====== SUPPLIED ENTRIES

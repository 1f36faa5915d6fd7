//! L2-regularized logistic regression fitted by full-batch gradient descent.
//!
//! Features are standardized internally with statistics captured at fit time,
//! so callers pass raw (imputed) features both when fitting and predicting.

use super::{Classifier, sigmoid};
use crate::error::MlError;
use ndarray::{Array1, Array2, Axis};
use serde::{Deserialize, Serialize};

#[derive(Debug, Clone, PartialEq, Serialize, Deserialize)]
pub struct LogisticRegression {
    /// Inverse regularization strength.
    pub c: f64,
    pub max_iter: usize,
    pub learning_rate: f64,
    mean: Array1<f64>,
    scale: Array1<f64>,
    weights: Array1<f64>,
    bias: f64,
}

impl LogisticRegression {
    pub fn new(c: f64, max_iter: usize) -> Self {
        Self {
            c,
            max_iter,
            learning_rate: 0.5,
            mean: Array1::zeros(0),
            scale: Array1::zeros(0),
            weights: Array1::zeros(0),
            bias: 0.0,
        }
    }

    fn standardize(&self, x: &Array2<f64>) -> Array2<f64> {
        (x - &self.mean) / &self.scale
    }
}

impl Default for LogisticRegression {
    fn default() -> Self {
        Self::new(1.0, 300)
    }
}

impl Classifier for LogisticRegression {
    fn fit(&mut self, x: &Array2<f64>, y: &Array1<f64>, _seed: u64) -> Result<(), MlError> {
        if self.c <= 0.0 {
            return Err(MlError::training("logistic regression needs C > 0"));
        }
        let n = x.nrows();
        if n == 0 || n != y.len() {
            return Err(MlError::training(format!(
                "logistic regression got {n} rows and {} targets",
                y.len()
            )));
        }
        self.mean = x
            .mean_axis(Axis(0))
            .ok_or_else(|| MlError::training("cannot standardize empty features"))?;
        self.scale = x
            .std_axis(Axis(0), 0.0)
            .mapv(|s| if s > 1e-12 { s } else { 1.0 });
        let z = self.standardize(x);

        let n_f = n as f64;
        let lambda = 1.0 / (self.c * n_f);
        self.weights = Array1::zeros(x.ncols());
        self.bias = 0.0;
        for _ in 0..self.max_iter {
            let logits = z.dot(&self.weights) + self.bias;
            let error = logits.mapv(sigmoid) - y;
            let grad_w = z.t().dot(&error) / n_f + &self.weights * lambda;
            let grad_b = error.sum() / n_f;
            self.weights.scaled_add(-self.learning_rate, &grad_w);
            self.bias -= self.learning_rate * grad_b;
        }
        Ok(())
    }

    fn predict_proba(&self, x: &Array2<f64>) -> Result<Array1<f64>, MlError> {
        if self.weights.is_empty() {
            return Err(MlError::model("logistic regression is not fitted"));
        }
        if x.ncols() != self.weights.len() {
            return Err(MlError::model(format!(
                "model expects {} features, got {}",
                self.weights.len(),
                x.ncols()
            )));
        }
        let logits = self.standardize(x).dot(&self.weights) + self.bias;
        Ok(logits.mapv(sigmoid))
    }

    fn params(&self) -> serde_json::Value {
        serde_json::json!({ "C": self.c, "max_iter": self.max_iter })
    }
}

============
====== SUPPLIED ENTRIES

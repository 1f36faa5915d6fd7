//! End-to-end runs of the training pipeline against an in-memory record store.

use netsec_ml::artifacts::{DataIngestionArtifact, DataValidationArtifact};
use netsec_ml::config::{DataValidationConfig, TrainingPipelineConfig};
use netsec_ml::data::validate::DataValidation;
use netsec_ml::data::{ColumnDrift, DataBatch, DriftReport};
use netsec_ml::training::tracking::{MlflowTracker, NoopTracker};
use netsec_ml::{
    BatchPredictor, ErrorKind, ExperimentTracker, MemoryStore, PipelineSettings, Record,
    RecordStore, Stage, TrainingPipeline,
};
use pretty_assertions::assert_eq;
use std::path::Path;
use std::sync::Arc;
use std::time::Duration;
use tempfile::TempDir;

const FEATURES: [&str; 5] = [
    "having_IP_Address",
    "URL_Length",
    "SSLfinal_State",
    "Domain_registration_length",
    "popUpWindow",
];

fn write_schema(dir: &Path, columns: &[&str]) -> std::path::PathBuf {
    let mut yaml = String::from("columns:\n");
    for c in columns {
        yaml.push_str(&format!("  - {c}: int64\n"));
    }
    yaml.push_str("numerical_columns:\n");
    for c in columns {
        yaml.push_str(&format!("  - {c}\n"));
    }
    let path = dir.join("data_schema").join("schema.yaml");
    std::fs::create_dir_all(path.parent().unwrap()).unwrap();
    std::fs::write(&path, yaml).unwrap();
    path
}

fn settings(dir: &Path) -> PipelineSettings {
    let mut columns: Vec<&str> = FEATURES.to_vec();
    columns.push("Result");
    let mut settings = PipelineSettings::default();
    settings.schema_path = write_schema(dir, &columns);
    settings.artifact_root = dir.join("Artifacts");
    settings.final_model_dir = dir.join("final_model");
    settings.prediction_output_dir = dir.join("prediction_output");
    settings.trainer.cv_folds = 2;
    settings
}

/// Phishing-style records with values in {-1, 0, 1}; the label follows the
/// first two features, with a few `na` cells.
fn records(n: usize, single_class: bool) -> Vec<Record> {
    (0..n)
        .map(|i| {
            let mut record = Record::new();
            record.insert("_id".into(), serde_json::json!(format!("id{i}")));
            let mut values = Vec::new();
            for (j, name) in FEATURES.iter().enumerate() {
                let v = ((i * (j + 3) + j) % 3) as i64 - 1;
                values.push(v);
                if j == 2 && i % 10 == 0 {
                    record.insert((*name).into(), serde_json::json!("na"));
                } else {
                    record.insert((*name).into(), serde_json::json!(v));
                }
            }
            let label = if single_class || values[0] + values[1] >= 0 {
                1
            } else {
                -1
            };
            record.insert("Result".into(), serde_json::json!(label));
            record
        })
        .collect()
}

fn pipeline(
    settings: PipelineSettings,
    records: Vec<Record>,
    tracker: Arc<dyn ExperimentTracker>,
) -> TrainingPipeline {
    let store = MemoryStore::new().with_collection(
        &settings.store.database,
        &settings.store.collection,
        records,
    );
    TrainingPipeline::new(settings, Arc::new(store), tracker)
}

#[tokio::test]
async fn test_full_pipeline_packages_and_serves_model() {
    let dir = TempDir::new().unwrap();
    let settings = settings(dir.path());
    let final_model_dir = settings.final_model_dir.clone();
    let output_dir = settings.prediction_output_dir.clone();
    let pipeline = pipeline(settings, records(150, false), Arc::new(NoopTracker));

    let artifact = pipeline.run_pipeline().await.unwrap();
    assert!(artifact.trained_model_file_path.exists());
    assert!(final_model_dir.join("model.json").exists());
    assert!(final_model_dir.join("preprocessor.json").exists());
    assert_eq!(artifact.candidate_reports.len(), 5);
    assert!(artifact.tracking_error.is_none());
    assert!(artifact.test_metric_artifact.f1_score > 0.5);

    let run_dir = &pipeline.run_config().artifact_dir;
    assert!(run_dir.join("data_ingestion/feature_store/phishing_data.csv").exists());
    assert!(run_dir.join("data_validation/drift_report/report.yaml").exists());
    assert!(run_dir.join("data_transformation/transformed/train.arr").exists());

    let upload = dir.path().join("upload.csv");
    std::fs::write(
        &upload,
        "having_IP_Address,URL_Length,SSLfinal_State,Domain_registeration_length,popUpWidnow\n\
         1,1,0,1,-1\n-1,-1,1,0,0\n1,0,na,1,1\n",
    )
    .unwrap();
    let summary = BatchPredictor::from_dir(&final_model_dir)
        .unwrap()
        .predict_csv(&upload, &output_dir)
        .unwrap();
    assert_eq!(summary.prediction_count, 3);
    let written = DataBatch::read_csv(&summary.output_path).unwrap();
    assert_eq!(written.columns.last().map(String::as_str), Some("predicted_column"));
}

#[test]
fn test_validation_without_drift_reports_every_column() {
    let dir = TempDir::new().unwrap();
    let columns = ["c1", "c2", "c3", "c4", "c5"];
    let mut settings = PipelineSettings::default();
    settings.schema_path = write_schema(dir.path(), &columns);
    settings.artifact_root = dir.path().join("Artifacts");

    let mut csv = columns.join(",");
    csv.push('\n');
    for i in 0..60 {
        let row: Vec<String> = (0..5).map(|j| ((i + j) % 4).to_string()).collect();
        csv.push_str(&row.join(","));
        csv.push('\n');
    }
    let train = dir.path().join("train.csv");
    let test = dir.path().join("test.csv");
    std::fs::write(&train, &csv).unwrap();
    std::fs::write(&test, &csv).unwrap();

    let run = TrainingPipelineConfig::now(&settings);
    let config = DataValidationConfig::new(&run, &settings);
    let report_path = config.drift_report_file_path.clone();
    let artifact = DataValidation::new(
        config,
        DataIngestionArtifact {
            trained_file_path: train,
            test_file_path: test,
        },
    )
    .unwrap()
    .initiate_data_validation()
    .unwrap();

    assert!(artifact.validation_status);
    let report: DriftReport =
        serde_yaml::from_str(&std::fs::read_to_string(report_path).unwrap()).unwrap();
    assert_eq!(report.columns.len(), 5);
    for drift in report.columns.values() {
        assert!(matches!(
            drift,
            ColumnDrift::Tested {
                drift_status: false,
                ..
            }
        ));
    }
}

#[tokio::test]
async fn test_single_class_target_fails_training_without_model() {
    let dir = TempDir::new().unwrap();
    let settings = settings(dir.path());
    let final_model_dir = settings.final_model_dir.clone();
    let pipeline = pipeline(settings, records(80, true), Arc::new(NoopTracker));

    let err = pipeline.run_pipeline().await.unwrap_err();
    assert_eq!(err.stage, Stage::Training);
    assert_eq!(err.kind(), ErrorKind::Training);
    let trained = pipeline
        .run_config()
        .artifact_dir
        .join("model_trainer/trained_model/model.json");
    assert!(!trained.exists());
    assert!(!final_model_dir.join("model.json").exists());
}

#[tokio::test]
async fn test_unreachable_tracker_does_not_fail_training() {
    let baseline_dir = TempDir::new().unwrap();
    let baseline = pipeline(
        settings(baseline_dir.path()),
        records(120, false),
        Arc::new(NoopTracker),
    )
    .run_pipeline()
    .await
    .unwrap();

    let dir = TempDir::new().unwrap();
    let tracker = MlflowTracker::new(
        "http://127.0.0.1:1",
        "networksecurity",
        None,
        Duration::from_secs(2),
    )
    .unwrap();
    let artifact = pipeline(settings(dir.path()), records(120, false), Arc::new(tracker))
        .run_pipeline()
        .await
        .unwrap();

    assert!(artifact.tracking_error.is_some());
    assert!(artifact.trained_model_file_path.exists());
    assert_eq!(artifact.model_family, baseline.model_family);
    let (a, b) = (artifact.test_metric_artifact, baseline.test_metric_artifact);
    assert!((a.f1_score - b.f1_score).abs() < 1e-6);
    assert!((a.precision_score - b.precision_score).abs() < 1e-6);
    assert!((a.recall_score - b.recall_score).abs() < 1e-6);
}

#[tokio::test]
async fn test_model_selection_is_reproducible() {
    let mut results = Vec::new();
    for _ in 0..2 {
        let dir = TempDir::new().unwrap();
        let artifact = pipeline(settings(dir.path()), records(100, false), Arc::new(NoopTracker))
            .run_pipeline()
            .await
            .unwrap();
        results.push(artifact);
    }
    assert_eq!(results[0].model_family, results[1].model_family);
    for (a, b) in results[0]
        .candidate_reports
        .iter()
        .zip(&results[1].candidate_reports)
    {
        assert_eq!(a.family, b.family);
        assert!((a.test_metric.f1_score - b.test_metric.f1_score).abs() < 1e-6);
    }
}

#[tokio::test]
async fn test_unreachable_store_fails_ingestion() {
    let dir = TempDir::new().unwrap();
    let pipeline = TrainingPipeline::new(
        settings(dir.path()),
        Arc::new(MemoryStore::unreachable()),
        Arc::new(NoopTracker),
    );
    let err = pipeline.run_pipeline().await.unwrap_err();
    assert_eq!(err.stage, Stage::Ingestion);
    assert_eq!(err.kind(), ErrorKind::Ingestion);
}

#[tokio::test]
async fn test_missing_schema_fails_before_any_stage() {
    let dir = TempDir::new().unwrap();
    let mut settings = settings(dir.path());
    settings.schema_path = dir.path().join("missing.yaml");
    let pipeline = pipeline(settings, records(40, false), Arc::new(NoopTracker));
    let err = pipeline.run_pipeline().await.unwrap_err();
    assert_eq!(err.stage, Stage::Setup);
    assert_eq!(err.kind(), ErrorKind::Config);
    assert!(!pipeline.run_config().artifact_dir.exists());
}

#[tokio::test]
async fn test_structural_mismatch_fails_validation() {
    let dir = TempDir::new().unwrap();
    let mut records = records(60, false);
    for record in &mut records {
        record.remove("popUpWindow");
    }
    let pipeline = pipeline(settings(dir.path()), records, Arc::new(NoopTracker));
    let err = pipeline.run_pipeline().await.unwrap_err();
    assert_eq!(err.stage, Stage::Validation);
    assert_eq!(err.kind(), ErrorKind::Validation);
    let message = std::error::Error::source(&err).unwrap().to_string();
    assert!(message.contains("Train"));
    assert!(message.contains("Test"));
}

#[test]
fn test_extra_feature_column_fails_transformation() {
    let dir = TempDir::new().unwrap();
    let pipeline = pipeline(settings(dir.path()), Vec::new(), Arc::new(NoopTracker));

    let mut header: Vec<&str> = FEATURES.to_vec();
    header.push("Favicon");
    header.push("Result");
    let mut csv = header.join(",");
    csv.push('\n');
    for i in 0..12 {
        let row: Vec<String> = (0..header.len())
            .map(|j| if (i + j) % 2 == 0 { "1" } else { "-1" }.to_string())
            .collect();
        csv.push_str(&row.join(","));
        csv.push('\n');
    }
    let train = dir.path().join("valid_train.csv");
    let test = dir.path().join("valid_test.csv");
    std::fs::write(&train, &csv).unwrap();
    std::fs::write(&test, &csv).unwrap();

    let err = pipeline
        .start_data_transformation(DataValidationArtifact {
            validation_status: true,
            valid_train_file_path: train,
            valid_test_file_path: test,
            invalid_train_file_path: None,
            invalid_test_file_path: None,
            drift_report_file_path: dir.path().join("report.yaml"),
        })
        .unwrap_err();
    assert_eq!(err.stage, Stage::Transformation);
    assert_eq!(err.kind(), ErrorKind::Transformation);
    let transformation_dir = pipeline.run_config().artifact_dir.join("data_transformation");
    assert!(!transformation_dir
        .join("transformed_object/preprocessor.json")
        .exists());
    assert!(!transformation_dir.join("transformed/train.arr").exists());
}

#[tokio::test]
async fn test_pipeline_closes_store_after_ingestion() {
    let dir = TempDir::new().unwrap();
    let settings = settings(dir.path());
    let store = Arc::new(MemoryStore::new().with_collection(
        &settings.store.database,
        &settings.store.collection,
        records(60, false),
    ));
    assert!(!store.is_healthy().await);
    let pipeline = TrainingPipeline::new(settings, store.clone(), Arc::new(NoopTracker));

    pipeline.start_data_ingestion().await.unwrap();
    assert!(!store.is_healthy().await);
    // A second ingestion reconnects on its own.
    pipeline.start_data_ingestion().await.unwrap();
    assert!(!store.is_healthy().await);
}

============
====== SUPPLIED ENTRIES

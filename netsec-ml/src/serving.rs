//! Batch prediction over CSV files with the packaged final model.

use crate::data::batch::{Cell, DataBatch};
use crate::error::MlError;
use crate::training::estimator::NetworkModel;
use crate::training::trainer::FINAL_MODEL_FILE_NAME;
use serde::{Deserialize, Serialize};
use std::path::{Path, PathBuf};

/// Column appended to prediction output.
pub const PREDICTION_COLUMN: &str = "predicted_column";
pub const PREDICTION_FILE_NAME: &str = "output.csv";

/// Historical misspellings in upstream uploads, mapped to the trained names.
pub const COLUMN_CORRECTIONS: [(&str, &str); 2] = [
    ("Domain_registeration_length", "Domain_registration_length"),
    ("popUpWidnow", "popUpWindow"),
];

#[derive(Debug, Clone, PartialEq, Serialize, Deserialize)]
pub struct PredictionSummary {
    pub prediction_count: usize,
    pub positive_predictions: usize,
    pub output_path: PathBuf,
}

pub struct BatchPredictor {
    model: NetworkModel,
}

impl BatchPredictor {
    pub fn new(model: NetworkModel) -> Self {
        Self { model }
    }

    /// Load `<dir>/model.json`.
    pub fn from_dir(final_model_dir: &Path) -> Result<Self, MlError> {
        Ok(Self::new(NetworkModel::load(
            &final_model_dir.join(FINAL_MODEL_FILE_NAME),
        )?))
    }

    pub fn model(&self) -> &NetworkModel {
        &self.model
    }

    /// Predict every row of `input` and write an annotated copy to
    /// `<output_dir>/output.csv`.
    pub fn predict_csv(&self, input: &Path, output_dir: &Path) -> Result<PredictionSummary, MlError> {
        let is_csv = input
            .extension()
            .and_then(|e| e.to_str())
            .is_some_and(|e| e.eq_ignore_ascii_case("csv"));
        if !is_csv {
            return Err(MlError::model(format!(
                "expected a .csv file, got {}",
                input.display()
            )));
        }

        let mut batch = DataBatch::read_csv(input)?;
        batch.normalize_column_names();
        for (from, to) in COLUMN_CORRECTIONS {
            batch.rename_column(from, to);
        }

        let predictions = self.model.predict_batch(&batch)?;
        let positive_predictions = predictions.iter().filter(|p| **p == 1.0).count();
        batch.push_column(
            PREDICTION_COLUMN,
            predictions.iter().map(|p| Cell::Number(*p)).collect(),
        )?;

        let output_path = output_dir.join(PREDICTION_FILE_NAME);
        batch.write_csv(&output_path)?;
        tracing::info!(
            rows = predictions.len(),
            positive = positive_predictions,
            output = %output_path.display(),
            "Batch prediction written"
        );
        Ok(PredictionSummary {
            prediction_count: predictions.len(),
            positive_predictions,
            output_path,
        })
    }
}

============

== YOUR GOAL ==
Your output must be one number: how many lines of the listing include "PipelineSettings".

== RESPONSE ==
5